En 2010, Mélenchon dans les locaux du journal Vendredi. Hasard prémonitoire ? JLM pose devant une image d'Orson Welles qui joua aussi le 3ème Homme. - © Razak

Nouveau statut. Nouvel élan. Voici Jean-Luc Mélenchon, le 3ème homme qui, pour la première fois double François Bayrou et Marine Le Pen.

Incroyable progression de celui qu’on n’attendait pas si haut. 14% dans la nouvelle livraison de BVA.

D’où viennent-ils, ces gens qui votent Méluche ?  La France du non de gauche, qui ne se reconnaît pas dans la social-démocratie jugée trop soft de François Hollande. Les communistes, les jeunes qui aiment le panache et le goût de l’aventure porté par l’ancien ministre de Jospin. Mais aussi les ouvriers, dont certains auraient pu être tenté secrètement par le vote pour Le Pen mais trouvent dans cet orateur hors pair le souffle insurrectionnel dont ils ont besoin pour croire encore en la politique.

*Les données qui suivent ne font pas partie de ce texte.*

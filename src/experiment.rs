use crate::classifier::Classifier;
use crate::data::Data;
use crate::error::{GafsError, Result};
use crate::ga::{ga, SearchResult};
use crate::param::{self, Param};
use crate::variance::{variance_threshold, VarianceFilterResult};
use crate::cinfo;
use chrono::Local;
use log::{info, warn};
use rand_chacha::ChaCha8Rng;
use serde::{Deserialize, Serialize};
use std::path::Path;
use std::time::Instant;

/// What both strategies were run on
#[derive(Serialize, Deserialize, Clone, Debug, PartialEq)]
pub struct DatasetSummary {
    pub target: String,
    pub num_features_total: usize,
    /// Rows left once fully empty rows are dropped
    pub rows: usize,
    pub id_column: Option<String>,
}

impl DatasetSummary {
    pub fn of(data: &Data) -> DatasetSummary {
        DatasetSummary {
            target: data.target.clone(),
            num_features_total: data.feature_len,
            rows: data.sample_len,
            id_column: data.id_column.clone(),
        }
    }
}

/// Side by side results of the genetic search and the variance filter on one split
#[derive(Serialize, Deserialize, Clone, Debug, PartialEq)]
pub struct ComparisonReport {
    /// Timestamp of the comparison
    pub timestamp: String,
    /// Crate version and git hash used
    pub version: String,
    /// Parameters used, request overrides included
    pub parameters: Param,

    pub dataset: DatasetSummary,

    pub ga: SearchResult,
    /// GA wall clock time in seconds
    pub ga_execution_time: f64,

    pub variance: VarianceFilterResult,
    /// Variance filter wall clock time in seconds
    pub variance_execution_time: f64,
}

/// `"{version}#{short git sha}"`, the sha being exported by the build script
pub fn version() -> String {
    format!(
        "{}#{}",
        env!("CARGO_PKG_VERSION"),
        option_env!("GAFS_GIT_SHA").unwrap_or("unknown")
    )
}

/// Runs the genetic search then the variance filter on the same dataset, timing each.
///
/// Every parameter is checked before either strategy starts, so a bad
/// variance threshold does not cost a full GA run. Once started, a strategy
/// that degrades (accuracy 0.0) does not prevent the other from running.
pub fn compare<C: Classifier>(
    data: &Data,
    classifier: &C,
    param: &Param,
    rng: &mut ChaCha8Rng,
) -> Result<ComparisonReport> {
    param::validate_ga(&param.ga).map_err(GafsError::Configuration)?;
    param::validate_variance(&param.variance).map_err(GafsError::Configuration)?;
    let timestamp = Local::now().format("%Y-%m-%d_%H-%M-%S").to_string();

    cinfo!(param.general.display_colorful, "\x1b[1;93mRunning genetic algorithm...\x1b[0m");
    let start = Instant::now();
    let ga_result = ga(data, classifier, param, rng)?;
    let ga_execution_time = start.elapsed().as_secs_f64();

    cinfo!(
        param.general.display_colorful,
        "\x1b[1;93mRunning variance threshold (threshold={})...\x1b[0m",
        param.variance.threshold
    );
    let start = Instant::now();
    let variance_result = variance_threshold(data, param.variance.threshold, classifier)?;
    let variance_execution_time = start.elapsed().as_secs_f64();

    let report = ComparisonReport {
        timestamp,
        version: version(),
        parameters: param.clone(),
        dataset: DatasetSummary::of(data),
        ga: ga_result,
        ga_execution_time,
        variance: variance_result,
        variance_execution_time,
    };
    cinfo!(param.general.display_colorful, "{}", report.display_results());
    info!("{}", report.summary());

    Ok(report)
}

impl ComparisonReport {
    pub fn display_results(&self) -> String {
        let mut text = String::new();
        text.push_str(&format!("gafs version: v{}\n", self.version));
        text.push_str(&format!("Timestamp: {}\n", self.timestamp));
        text.push_str(&format!(
            "Dataset: target '{}', {} features, {} rows\n",
            self.dataset.target, self.dataset.num_features_total, self.dataset.rows
        ));
        text.push_str(&format!(
            "\x1b[1;96mGA\x1b[0m                 accuracy {:.4} | {} features | {} generations{} | {:.4}s\n",
            self.ga.best_score,
            self.ga.selected_features.len(),
            self.ga.generations(),
            if self.ga.converged { " (converged)" } else { "" },
            self.ga_execution_time
        ));
        text.push_str(&format!(
            "\x1b[1;96mVariance threshold\x1b[0m accuracy {:.4} | {} features | threshold {} | {:.4}s",
            self.variance.accuracy,
            self.variance.selected_features.len(),
            self.variance.threshold,
            self.variance_execution_time
        ));
        text
    }

    /// Saves the report in a format chosen by file extension: `json`, or
    /// `bin`/`bincode`. Any other extension is saved as JSON next to it.
    pub fn save_auto<P: AsRef<Path>>(&self, path: P) -> Result<()> {
        let path = path.as_ref();
        match extension(path).as_str() {
            "json" => self.save_json(path),
            "bin" | "bincode" => self.save_bincode(path),
            _ => {
                warn!("Unknown format. Saving comparison report in json.");
                self.save_json(path.with_extension("json"))
            }
        }
    }

    fn save_json<P: AsRef<Path>>(&self, path: P) -> Result<()> {
        let json = serde_json::to_string_pretty(self)?;
        std::fs::write(path, json)?;
        Ok(())
    }

    fn save_bincode<P: AsRef<Path>>(&self, path: P) -> Result<()> {
        let encoded = bincode::serialize(self)?;
        std::fs::write(path, encoded)?;
        Ok(())
    }

    /// Loads a report saved by `save_auto`; unknown extensions try bincode then JSON.
    pub fn load_auto<P: AsRef<Path>>(path: P) -> Result<Self> {
        let path = path.as_ref();
        match extension(path).as_str() {
            "json" => Self::load_json(path),
            "bin" | "bincode" => Self::load_bincode(path),
            _ => Self::load_bincode(path).or_else(|_| Self::load_json(path)),
        }
    }

    fn load_json<P: AsRef<Path>>(path: P) -> Result<Self> {
        let content = std::fs::read_to_string(path)?;
        Ok(serde_json::from_str(&content)?)
    }

    fn load_bincode<P: AsRef<Path>>(path: P) -> Result<Self> {
        let bytes = std::fs::read(path)?;
        Ok(bincode::deserialize(&bytes)?)
    }

    /// One-line summary for log files
    pub fn summary(&self) -> String {
        format!(
            "GA {:.4} ({} features) vs variance threshold {:.4} ({} features)",
            self.ga.best_score,
            self.ga.selected_features.len(),
            self.variance.accuracy,
            self.variance.selected_features.len()
        )
    }
}

fn extension(path: &Path) -> String {
    path.extension()
        .and_then(|e| e.to_str())
        .unwrap_or("")
        .to_ascii_lowercase()
}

Étrange alliage qui réveille la gauche, lui fait du bien là où elle a un peu mal : le rêve, le souffle car on ne peut pas tout promettre et faire rêver trop haut et trop fort lorsqu’on aspire à être Président. C’est le choix stratégique de Hollande qui ne peut se permettre le lyrisme. Mélenchon, lui, peut tout se permettre, par nature, par conviction et par positionnement. Il connaît trop les rapports de force pour ignorer qu’il ne sera jamais Président de la République mais il pousse et pousse encore cette radicalité qui sera précieuse dans l’entre-deux tour. Plus Mélenchon monte, plus les nouvelles sont bonnes pour Hollande.

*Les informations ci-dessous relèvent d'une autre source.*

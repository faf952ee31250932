#![allow(non_snake_case)]

pub mod utils;
pub mod error;
pub mod param;
pub mod data;
pub mod chromosome;
pub mod classifier;
pub mod fitness;
pub mod population;
pub mod ga;
pub mod variance;
pub mod experiment;
pub mod api;

use classifier::SgdClassifier;
use data::Data;
use error::Result;
use experiment::ComparisonReport;
use ga::SearchResult;
use param::Param;
use rand::prelude::*;
use rand_chacha::ChaCha8Rng;
use variance::VarianceFilterResult;

use log::debug;

/// Run the genetic search on a prepared dataset with the default classifier
pub fn run_ga(data: &Data, param: &Param) -> Result<SearchResult> {
    cinfo!(param.general.display_colorful, "\x1b[2;97m{:?}\x1b[0m", data);
    let mut rng = ChaCha8Rng::seed_from_u64(param.general.seed);
    let classifier = SgdClassifier::new(&param.classifier);
    ga::ga(data, &classifier, param, &mut rng)
}

/// Run the variance filter with the threshold of `param.variance`
pub fn run_variance_threshold(data: &Data, param: &Param) -> Result<VarianceFilterResult> {
    cinfo!(param.general.display_colorful, "\x1b[2;97m{:?}\x1b[0m", data);
    let classifier = SgdClassifier::new(&param.classifier);
    variance::variance_threshold(data, param.variance.threshold, &classifier)
}

pub fn run_comparison(data: &Data, param: &Param) -> Result<ComparisonReport> {
    cinfo!(param.general.display_colorful, "\x1b[2;97m{:?}\x1b[0m", data);
    let mut rng = ChaCha8Rng::seed_from_u64(param.general.seed);
    let classifier = SgdClassifier::new(&param.classifier);
    let report = experiment::compare(data, &classifier, param, &mut rng)?;

    if !param.general.save_exp.is_empty() {
        debug!("Saving comparison report to {}", param.general.save_exp);
        report.save_auto(&param.general.save_exp)?;
    }

    Ok(report)
}

/// Read a CSV file and prepare it as the request surface does
pub fn load_csv(path: &str, target_column: usize, id_column: Option<usize>, param: &Param) -> Result<Data> {
    let content = std::fs::read_to_string(path)?;
    Data::from_csv_str(&content, target_column, id_column, param)
}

Le candidat PS oscille entre 27 et 30% selon les instituts, ce qui est un score très élevé pour un candidat socialiste. Mélenchon, lui, varie de 10 à 14% ce qui est inespéré pour un candidat de gauche radicale. Jamais la gauche ne s’est présentée avec un tel rapport de force pour le second tour : entre 40 et 43%, là ou Ségolène Royal, en 2007, devait se contenter de 36%. Et on ne peut pas imaginer un seul instant que les reports de voix ne seront pas parfaits dans un entre-deux tour où il s’agira  avant tout de sortir le sortant.

Jean Luc Mélenchon monte,  sans abîmer le candidat PS et donc l’avenir. Et s’il affaiblit un peu le 1er tour, il lui permet un second tour plus confortable en ayant enlevé au passage des plumes au FN. On appelle ça une petite perte pour un grand profit. Réjouissons-nous !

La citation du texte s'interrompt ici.